A Chat Between Two Writers: Mallika Chennupaty and Anjana Iyer on Breaking Into the Entertainment Industry as Women of Color
Besides contributing to Pulse Spikes, writer Mallika Chennupaty is releasing a book! A rising senior at UC Berkeley studying creative writing and computer science, Mallika is interested in the entertainment industry but didn’t know where she might fit in it. As a woman of color, she knows there are unique barriers to entry into the industry and wants to explore how other people of color and those who may not have any prior industry connections are breaking into the industry.
This led her to write Greenlight: Making it in Entertainment, a collection of interviews between Mallika and industry newcomers about surpassing roadblocks in their experiences entering the entertainment world. You can support the book through its preorder Indiegogo campaign.
Mallika sat down with her good friend Anjana Iyer, a recent psychology and data science graduate of UC Berkeley, to talk about their love for the industry and the book.
Mallika: So, Anjana, do you want to give a little intro about yourself?
Anjana: Sure. My name is Anjana. I just graduated from UC Berkeley... I started studying psychology and data science and I got very much into learning about the entertainment industry and creative careers, during my time [at UC Berkeley], and I kind of just started exploring the field a little more, and now I work in entertainment marketing. I'm a writer/director on the side.

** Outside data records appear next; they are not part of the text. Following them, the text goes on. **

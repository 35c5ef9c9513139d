//! Run one preview job per day of the requested range
//!
//! Jobs run one after another in split order, so `results[i]` always belongs to
//! `splits[i]`. The first failure aborts the run; no partial results are returned.

use std::time::Duration;

use serde_json::Value;
use tokio_util::sync::CancellationToken;
use tracing::{debug, info};

use super::job::{PreviewJob, DEFAULT_POLL_INTERVAL};
use crate::client::PreviewApi;
use crate::error::AppErrors as Error;
use crate::splitter::TimespanSplitter;

pub struct PreviewTaskManager<'a, A: PreviewApi + ?Sized> {
    api: &'a A,
    splitter: TimespanSplitter,
    stream_hash: String,
    poll_interval: Duration,
    max_wait: Option<Duration>,
    cancel: CancellationToken,
}

impl<'a, A: PreviewApi + ?Sized> PreviewTaskManager<'a, A> {
    #[must_use]
    pub fn new(api: &'a A, splitter: TimespanSplitter, stream_hash: impl Into<String>) -> Self {
        Self {
            api,
            splitter,
            stream_hash: stream_hash.into(),
            poll_interval: DEFAULT_POLL_INTERVAL,
            max_wait: None,
            cancel: CancellationToken::new(),
        }
    }

    #[must_use]
    pub fn with_poll_interval(mut self, poll_interval: Duration) -> Self {
        self.poll_interval = poll_interval;
        self
    }

    #[must_use]
    pub fn with_max_wait(mut self, max_wait: Option<Duration>) -> Self {
        self.max_wait = max_wait;
        self
    }

    #[must_use]
    pub fn with_cancellation(mut self, cancel: CancellationToken) -> Self {
        self.cancel = cancel;
        self
    }

    #[must_use]
    pub fn splitter(&self) -> &TimespanSplitter {
        &self.splitter
    }

    /// Fetch the preview for every split, in order.
    ///
    /// # Errors
    /// Will return the first error raised while creating or polling any job.
    #[tracing::instrument(name = "Run preview jobs", skip_all, fields(stream_hash = %self.stream_hash))]
    pub async fn run(self) -> Result<Vec<Value>, Error> {
        let splits = self.splitter.splits();
        info!(count = splits.len(), "Running preview jobs");

        let mut results = Vec::with_capacity(splits.len());
        for interval in splits {
            debug!(
                "Getting preview data for {} to {}",
                interval.start, interval.end
            );
            let mut job = PreviewJob::new(interval, self.stream_hash.as_str())
                .with_poll_interval(self.poll_interval)
                .with_max_wait(self.max_wait)
                .with_cancellation(self.cancel.clone());

            job.create(self.api).await?;
            results.push(job.get_result(self.api).await?);
        }

        Ok(results)
    }
}
//! Split a date range into day sized windows
//!
//! The preview API only accepts windows of up to 24 hours, so a longer range is covered by a
//! run of consecutive windows. The cursor always advances by a whole day; the final window is
//! clipped to the end of the range and no window is ever emitted twice.

use chrono::{DateTime, Duration, Utc};

use crate::error::AppErrors as Error;
use crate::model::TimeInterval;

#[derive(Debug, Clone, Copy, PartialEq, Eq)]
pub struct TimespanSplitter {
    start: DateTime<Utc>,
    end: DateTime<Utc>,
}

impl TimespanSplitter {
    /// Create a splitter for `[start, end)`.
    ///
    /// # Errors
    /// Will return `InvalidDateRange` unless `end` is strictly after `start`.
    pub fn new(start: DateTime<Utc>, end: DateTime<Utc>) -> Result<Self, Error> {
        if end <= start {
            return Err(Error::InvalidDateRange { start, end });
        }
        Ok(Self { start, end })
    }

    #[must_use]
    pub fn start(&self) -> DateTime<Utc> {
        self.start
    }

    #[must_use]
    pub fn end(&self) -> DateTime<Utc> {
        self.end
    }

    /// The contiguous, chronological windows covering the whole range.
    #[must_use]
    pub fn splits(&self) -> Vec<TimeInterval> {
        let one_day = Duration::days(1);
        let mut splits = Vec::new();
        let mut cursor = self.start;

        while cursor < self.end {
            let Some(next) = cursor.checked_add_signed(one_day) else {
                splits.push(TimeInterval::new(cursor, self.end));
                break;
            };
            splits.push(TimeInterval::new(cursor, next.min(self.end)));
            cursor = next;
        }

        splits
    }
}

Mallika: What got you interested in entertainment?
Anjana: I used to listen to film scores a lot... and that turned into a curiosity about what goes on behind the scenes. And then I joined the business careers entertainment club just to learn about it a little bit more, as well as GiANT Filmmakers my freshman year. And then I just started working on set, I did a summer filmmaking program, and then it just kind of snowballed from there. I just found it to be such an engaging medium. And I genuinely enjoyed it so much I couldn't really picture myself doing much else.
Mallika: I can't believe—wait well, I can believe you were pre-med because I feel like everyone was at one point. And then, we realized what we actually liked and went from there.
Anjana: I guess our questions are kind of in parallel. What drew you to entertainment and what function of the industry do you want to work in?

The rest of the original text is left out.